▶ [Task objective]
Below are several records. Retype exactly those lines running from the one with "pub fn bounded_vec3(x: f64, y: f64, z: f64, bound: f64)" through the one with "delta[i] = h;", end lines included, and no others.

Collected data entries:
----

//! Perspective projection of heliocentric positions into screen space.
//!
//! The returned point sequence is ordered back-to-front by camera-space
//! depth, so the caller obtains correct occlusion by compositing in order
//! without a depth buffer. That ordering is part of the output contract.

use glam::DVec3;

use crate::camera::{CameraState, MAX_ZOOM, MIN_ZOOM};
use crate::ephemeris::CelestialBodyId;

/// Focal length of the pinhole projection, in pixels.
pub const FOCAL_LENGTH: f64 = 500.0;

/// Near clip plane in AU of camera-space depth. Points at or behind it are
/// excluded from the output: not drawn, not picked.
pub const NEAR_CLIP: f64 = 1e-3;

/// Fraction of the viewport half-extent that auto-fitted content occupies.
pub const FIT_MARGIN: f64 = 0.8;

/// Viewport dimensions in pixels.
#[derive(Clone, Copy, Debug, PartialEq, Eq)]
pub struct Viewport {
    pub width: u32,
    pub height: u32,
}

impl Viewport {
    pub fn new(width: u32, height: u32) -> Self {
        Self { width, height }
    }

    /// Screen center in pixels.
    pub fn center(&self) -> (f64, f64) {
        (self.width as f64 / 2.0, self.height as f64 / 2.0)
    }
}

/// A body projected onto the screen for one frame.
#[derive(Clone, Copy, Debug)]
pub struct ScreenPoint {
    pub id: CelestialBodyId,
    /// Screen x in pixels, origin top-left
    pub x: i32,
    /// Screen y in pixels, down-positive
    pub y: i32,
    /// Camera-space depth along the view axis, AU
    pub depth: f64,
    /// Apparent-size factor `FOCAL_LENGTH / depth`; strictly positive for
    /// every retained point, larger for nearer bodies
    pub scale: f64,
}

/// Project a frame's body positions into screen space.
///
/// The look target re-centers on the followed body's position from this
/// very snapshot, so follow mode stays correct as the clock advances.
/// Points behind the near clip plane are silently dropped; the remainder is
/// sorted back-to-front by depth.
pub fn project(
    points: &[(CelestialBodyId, DVec3)],
    camera: &CameraState,
    viewport: Viewport,
) -> Vec<ScreenPoint> {
    let target = camera.look_target(points);
    let basis = camera.basis(target);
    let (cx, cy) = viewport.center();

    let mut projected: Vec<ScreenPoint> = points
        .iter()
        .filter_map(|&(id, world)| {
            let cam = basis.camera_space(world);
            if cam.z <= NEAR_CLIP {
                return None;
            }
            Some(ScreenPoint {
                id,
                x: (cx + cam.x / cam.z * FOCAL_LENGTH * camera.zoom).round() as i32,
                y: (cy - cam.y / cam.z * FOCAL_LENGTH * camera.zoom).round() as i32,
                depth: cam.z,
                scale: FOCAL_LENGTH / cam.z,
            })
        })
        .collect();

    projected.sort_by(|a, b| {
        b.depth
            .partial_cmp(&a.depth)
            .unwrap_or(std::cmp::Ordering::Equal)
    });
    projected
}

/// Project an orbit-path polyline under the same view as [`project`].
///
/// `target` is the frame's resolved look target (see
/// [`CameraState::look_target`]). Segments behind the near clip plane are
/// dropped, which may split the polyline; the caller draws the survivors.
pub fn project_path(
    path: &[DVec3],
    camera: &CameraState,
    target: DVec3,
    viewport: Viewport,
) -> Vec<(i32, i32)> {
    let basis = camera.basis(target);
    let (cx, cy) = viewport.center();

    path.iter()
        .filter_map(|&world| {
            let cam = basis.camera_space(world);
            if cam.z <= NEAR_CLIP {
                return None;
            }
            Some((
                (cx + cam.x / cam.z * FOCAL_LENGTH * camera.zoom).round() as i32,
                (cy - cam.y / cam.z * FOCAL_LENGTH * camera.zoom).round() as i32,
            ))
        })
        .collect()
}

/// Zoom level that frames every given body with a [`FIT_MARGIN`] border,
/// clamped to the camera zoom range.
pub fn fit_zoom(
    points: &[(CelestialBodyId, DVec3)],
    camera: &CameraState,
    viewport: Viewport,
) -> f64 {
    let target = camera.look_target(points);
    let basis = camera.basis(target);

    let max_offset = points
        .iter()
        .map(|&(_, world)| basis.camera_space(world))
        .filter(|cam| cam.z > NEAR_CLIP)
        .map(|cam| (cam.x.abs() / cam.z * FOCAL_LENGTH).max(cam.y.abs() / cam.z * FOCAL_LENGTH))
        .fold(0.0_f64, f64::max);

    if max_offset <= 0.0 {
        return camera.zoom;
    }

    let half_extent = f64::from(viewport.width.min(viewport.height)) / 2.0;
    (FIT_MARGIN * half_extent / max_offset).clamp(MIN_ZOOM, MAX_ZOOM)
}
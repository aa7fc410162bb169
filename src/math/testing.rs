// This Source Code Form is subject to the terms of the Mozilla Public
// License, v. 2.0. If a copy of the MPL was not distributed with this
// file, You can obtain one at http://mozilla.org/MPL/2.0/.

//! Shared helpers for the tests of the math module.

use nalgebra::SMatrix;
use rand::rngs::StdRng;
use rand::SeedableRng;

use crate::misc::type_aliases::{Float, Pose3, Rot3, Vec3};

/// Deterministic random number generator.
pub fn rng() -> StdRng {
    StdRng::seed_from_u64(42)
}

/// Chordal distance between two rotations, blind to the quaternion sign.
pub fn rotation_distance<T: Float>(a: &Rot3<T>, b: &Rot3<T>) -> T {
    let diff = (a.coords - b.coords).norm();
    let sum = (a.coords + b.coords).norm();
    diff.min(sum)
}

/// Distance between two poses, blind to the quaternion sign.
pub fn pose_distance<T: Float>(a: &Pose3<T>, b: &Pose3<T>) -> T {
    rotation_distance(&a.rotation, &b.rotation)
        + (a.translation.vector - b.translation.vector).norm()
}

/// Rotation from Euler angles, or `None` for non-finite inputs.
pub fn gen_rotation(roll: f64, pitch: f64, yaw: f64) -> Option<Rot3<f64>> {
    if roll.is_finite() && pitch.is_finite() && yaw.is_finite() {
        Some(Rot3::from_euler_angles(roll, pitch, yaw))
    } else {
        None
    }
}

/// Vector with coordinates wrapped in `(-bound, bound)`, or `None` for non-finite inputs.
pub fn bounded_vec3(x: f64, y: f64, z: f64, bound: f64) -> Option<Vec3<f64>> {
    if x.is_finite() && y.is_finite() && z.is_finite() {
        Some(Vec3::new(x % bound, y % bound, z % bound))
    } else {
        None
    }
}

/// Rigid body motion from Euler angles and a translation, or `None` for non-finite inputs.
pub fn gen_pose(a1: f64, a2: f64, a3: f64, t1: f64, t2: f64, t3: f64) -> Option<Pose3<f64>> {
    let rotation = gen_rotation(a1, a2, a3)?;
    let translation = bounded_vec3(t1, t2, t3, 100.0)?;
    Some(Pose3::from_parts(translation.into(), rotation))
}

/// Central finite difference Jacobian in tangent space.
///
/// `f` is evaluated at `retract(x, h * e_i)` and `retract(x, -h * e_i)` for each axis,
/// and its outputs are compared with `local(f(x), .)`.
pub fn numerical_jacobian<X, Y, F, Retract, Local, const N: usize, const M: usize>(
    x: &X,
    f: F,
    retract: Retract,
    local: Local,
    h: f64,
) -> SMatrix<f64, M, N>
where
    F: Fn(&X) -> Y,
    Retract: Fn(&X, &SMatrix<f64, N, 1>) -> X,
    Local: Fn(&Y, &Y) -> SMatrix<f64, M, 1>,
{
    let y = f(x);
    let mut jacobian = SMatrix::<f64, M, N>::zeros();
    for i in 0..N {
        let mut delta = SMatrix::<f64, N, 1>::zeros();
        delta[i] = h;
        let forward = local(&y, &f(&retract(x, &delta)));
        let backward = local(&y, &f(&retract(x, &(-delta))));
        jacobian.set_column(i, &((forward - backward) / (2.0 * h)));
    }
    jacobian
}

----

▶ [Result of the task]
pub fn bounded_vec3(x: f64, y: f64, z: f64, bound: f64) -> Option<Vec3<f64>> {
    if x.is_finite() && y.is_finite() && z.is_finite() {
        Some(Vec3::new(x % bound, y % bound, z % bound))
    } else {
        None
    }
}

/// Rigid body motion from Euler angles and a translation, or `None` for non-finite inputs.
pub fn gen_pose(a1: f64, a2: f64, a3: f64, t1: f64, t2: f64, t3: f64) -> Option<Pose3<f64>> {
    let rotation = gen_rotation(a1, a2, a3)?;
    let translation = bounded_vec3(t1, t2, t3, 100.0)?;
    Some(Pose3::from_parts(translation.into(), rotation))
}

/// Central finite difference Jacobian in tangent space.
///
/// `f` is evaluated at `retract(x, h * e_i)` and `retract(x, -h * e_i)` for each axis,
/// and its outputs are compared with `local(f(x), .)`.
pub fn numerical_jacobian<X, Y, F, Retract, Local, const N: usize, const M: usize>(
    x: &X,
    f: F,
    retract: Retract,
    local: Local,
    h: f64,
) -> SMatrix<f64, M, N>
where
    F: Fn(&X) -> Y,
    Retract: Fn(&X, &SMatrix<f64, N, 1>) -> X,
    Local: Fn(&Y, &Y) -> SMatrix<f64, M, 1>,
{
    let y = f(x);
    let mut jacobian = SMatrix::<f64, M, N>::zeros();
    for i in 0..N {
        let mut delta = SMatrix::<f64, N, 1>::zeros();
        delta[i] = h;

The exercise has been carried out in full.